Гараж продали к концу лета. Сергей позвонил вечером того же дня, поинтересоваться, как идут дела. Матвей рассказал как есть — про отсутствие спроса, сбавленную ниже некуда цену, долги… Степан перезвонил буквально сразу.

— Мы тут с братом посовещались, — сказал он, — и решили оставить как есть — кому что досталось.

Матвей еле успел на автобус до города. До дач никогда не было отдельного маршрута — остановка была в соседнем селе в получасе ходьбы, автобус оттуда отправлялся только дважды в день. Он смотрел на тянущиеся вдоль трассы деревца с белесыми, будто бы покрытыми инеем, листьями.

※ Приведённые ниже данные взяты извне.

//! Output formatting for CLI commands.
//!
//! Supports text and JSON output formats.

use crate::core::{HistoryEntry, Section};
use crate::demux::{Dashboard, PLACEHOLDER, SectionMap};
use crate::error::Error;
use crate::session::RunOutcome;
use serde::Serialize;
use std::collections::BTreeMap;
use std::fmt::Write;
use unicode_segmentation::UnicodeSegmentation;

/// Output format options.
#[derive(Debug, Clone, Copy, PartialEq, Eq)]
pub enum OutputFormat {
    /// Human-readable text output.
    Text,
    /// JSON output.
    Json,
}

impl OutputFormat {
    /// Parses format from string.
    #[must_use]
    pub fn parse(s: &str) -> Self {
        match s.to_lowercase().as_str() {
            "json" => Self::Json,
            _ => Self::Text,
        }
    }
}

/// Formats the dashboard left behind by a run.
#[must_use]
pub fn format_run(dashboard: &Dashboard, outcome: &RunOutcome, format: OutputFormat) -> String {
    match format {
        OutputFormat::Text => format_run_text(dashboard),
        OutputFormat::Json => {
            #[derive(Serialize)]
            struct RunOutput<'a> {
                dashboard: &'a Dashboard,
                #[serde(flatten)]
                outcome: &'a RunOutcome,
            }
            format_json(&RunOutput { dashboard, outcome })
        }
    }
}

fn format_run_text(dashboard: &Dashboard) -> String {
    let mut output = String::new();
    let _ = writeln!(output, "Status: {}", dashboard.run_status());
    let _ = writeln!(
        output,
        "Agent:  {}",
        dashboard.agent().unwrap_or("Idle")
    );

    output.push_str("\nTelemetry\n");
    output.push_str(&"-".repeat(40));
    output.push('\n');
    for line in dashboard.log() {
        let _ = writeln!(output, "> {line}");
    }

    for section in Section::ALL {
        push_heading(&mut output, section.headings().canonical);
        let body = dashboard.section(section).markdown().unwrap_or(PLACEHOLDER);
        let _ = writeln!(output, "{body}");
    }

    push_heading(&mut output, "Memory");
    let _ = writeln!(output, "{}", dashboard.memory().unwrap_or(PLACEHOLDER));
    output
}

/// Formats a report split into sections.
///
/// Sections with nothing to display are omitted.
#[must_use]
pub fn format_sections(map: &SectionMap, format: OutputFormat) -> String {
    match format {
        OutputFormat::Text => format_sections_text(map),
        OutputFormat::Json => format_json(&SectionsOutput::new(map)),
    }
}

#[derive(Serialize)]
struct SectionsOutput {
    sections: BTreeMap<&'static str, String>,
    summary_is_fallback: bool,
}

impl SectionsOutput {
    fn new(map: &SectionMap) -> Self {
        Self {
            sections: map
                .renderable()
                .map(|(section, markdown)| (section.slug(), markdown))
                .collect(),
            summary_is_fallback: map.summary_is_fallback(),
        }
    }
}

fn format_sections_text(map: &SectionMap) -> String {
    let mut output = String::new();
    for (section, markdown) in map.renderable() {
        push_heading(&mut output, section.headings().canonical);
        let _ = writeln!(output, "{markdown}");
    }
    if output.is_empty() {
        output.push_str("No report sections found.\n");
    }
    output
}

/// Formats the history list.
#[must_use]
pub fn format_history_list(entries: &[HistoryEntry], format: OutputFormat) -> String {
    match format {
        OutputFormat::Text => format_history_list_text(entries),
        OutputFormat::Json => format_json(&entries),
    }
}

fn format_history_list_text(entries: &[HistoryEntry]) -> String {
    if entries.is_empty() {
        return "No previous sessions.\n".to_string();
    }

    let mut output = String::new();
    let _ = writeln!(
        output,
        "{:<4} {:<20} {:<14} {:<10} Topic",
        "#", "Completed", "Difficulty", "Time"
    );
    output.push_str(&"-".repeat(70));
    output.push('\n');

    for (index, entry) in entries.iter().enumerate() {
        let _ = writeln!(
            output,
            "{:<4} {:<20} {:<14} {:<10} {}",
            index,
            format!("{} {}", entry.date, entry.time),
            truncate(&entry.difficulty, 14),
            truncate(&entry.study_time, 10),
            truncate(&entry.topic, 40)
        );
    }

    output
}

/// Formats one history entry with its report split into sections.
#[must_use]
pub fn format_history_entry(index: usize, entry: &HistoryEntry, format: OutputFormat) -> String {
    let map = crate::demux::split_sections(&entry.report);
    match format {
        OutputFormat::Text => {
            let mut output = String::new();
            let _ = writeln!(output, "Session {index}: {}", entry.topic);
            let _ = writeln!(output, "  Completed:   {} {}", entry.date, entry.time);
            let _ = writeln!(output, "  Difficulty:  {}", entry.difficulty);
            let _ = writeln!(output, "  Study time:  {}", entry.study_time);
            output.push_str(&format_sections_text(&map));
            output
        }
        OutputFormat::Json => {
            #[derive(Serialize)]
            struct EntryOutput<'a> {
                index: usize,
                entry: &'a HistoryEntry,
                #[serde(flatten)]
                sections: SectionsOutput,
            }
            format_json(&EntryOutput {
                index,
                entry,
                sections: SectionsOutput::new(&map),
            })
        }
    }
}

/// Formats the result of clearing history.
#[must_use]
pub fn format_cleared(removed: usize, format: OutputFormat) -> String {
    match format {
        OutputFormat::Text => format!("Cleared {removed} history entries.\n"),
        OutputFormat::Json => format_json(&serde_json::json!({ "cleared": removed })),
    }
}

/// Formats an error for display.
#[must_use]
pub fn format_error(error: &Error, format: OutputFormat) -> String {
    match format {
        OutputFormat::Text => error.to_string(),
        OutputFormat::Json => format_json(&serde_json::json!({
            "success": false,
            "error": error.to_string(),
        })),
    }
}

fn push_heading(output: &mut String, title: &str) {
    let _ = writeln!(output, "\n== {title} ==");
}

fn format_json<T: Serialize>(value: &T) -> String {
    serde_json::to_string_pretty(value).unwrap_or_else(|e| format!("{{\"error\": \"{e}\"}}"))
}

/// Shortens text to `max_len` grapheme clusters, ending with `...` when cut.
fn truncate(s: &str, max_len: usize) -> String {
    let graphemes: Vec<&str> = s.graphemes(true).collect();
    if graphemes.len() <= max_len {
        s.to_string()
    } else if max_len <= 3 {
        graphemes[..max_len].concat()
    } else {
        format!("{}...", graphemes[..max_len - 3].concat())
    }
}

— Лох серебристый! Лох! — отчетливо звучало в его голове.

***

В детстве лето тянулось бесконечно, а сейчас пролетает как вечер воскресенья. Когда-то Матвей мечтал стать геологом, строителем, пилотом. Учил для этого математику, но дальше нее не ушел — стал математиком. Он понимал, что нужно двигаться дальше — получать второе высшее, подаваться на гранты, искать стажировки… Но не знал, что делать. Так и остался при кафедре дифференциальных уравнений. «Все дуры идут на диффуры», — зло шутили у них на мехмате. Злее шутит только жизнь — кандидатам наук платят унизительно мало. То ли дело старшие братья. Степан пошел по стопам отца и работал вахтами на севере. Получал так, что в свободное от работы время жил ни в чем себе не отказывая. И ничем себя не обременяя. Сергей управлял бизнесом в Москве. Матвей же только защитился. Разница в семь лет между ним и близнецами раньше казалась вечностью, сейчас — пропастью.

— Деньги оба гребут, — равнодушным голосом сказала мать, — а все дедовым наследством недовольны.

— Ну ладно тебе, мам, — успокаивает Матвей, — они же не со зла.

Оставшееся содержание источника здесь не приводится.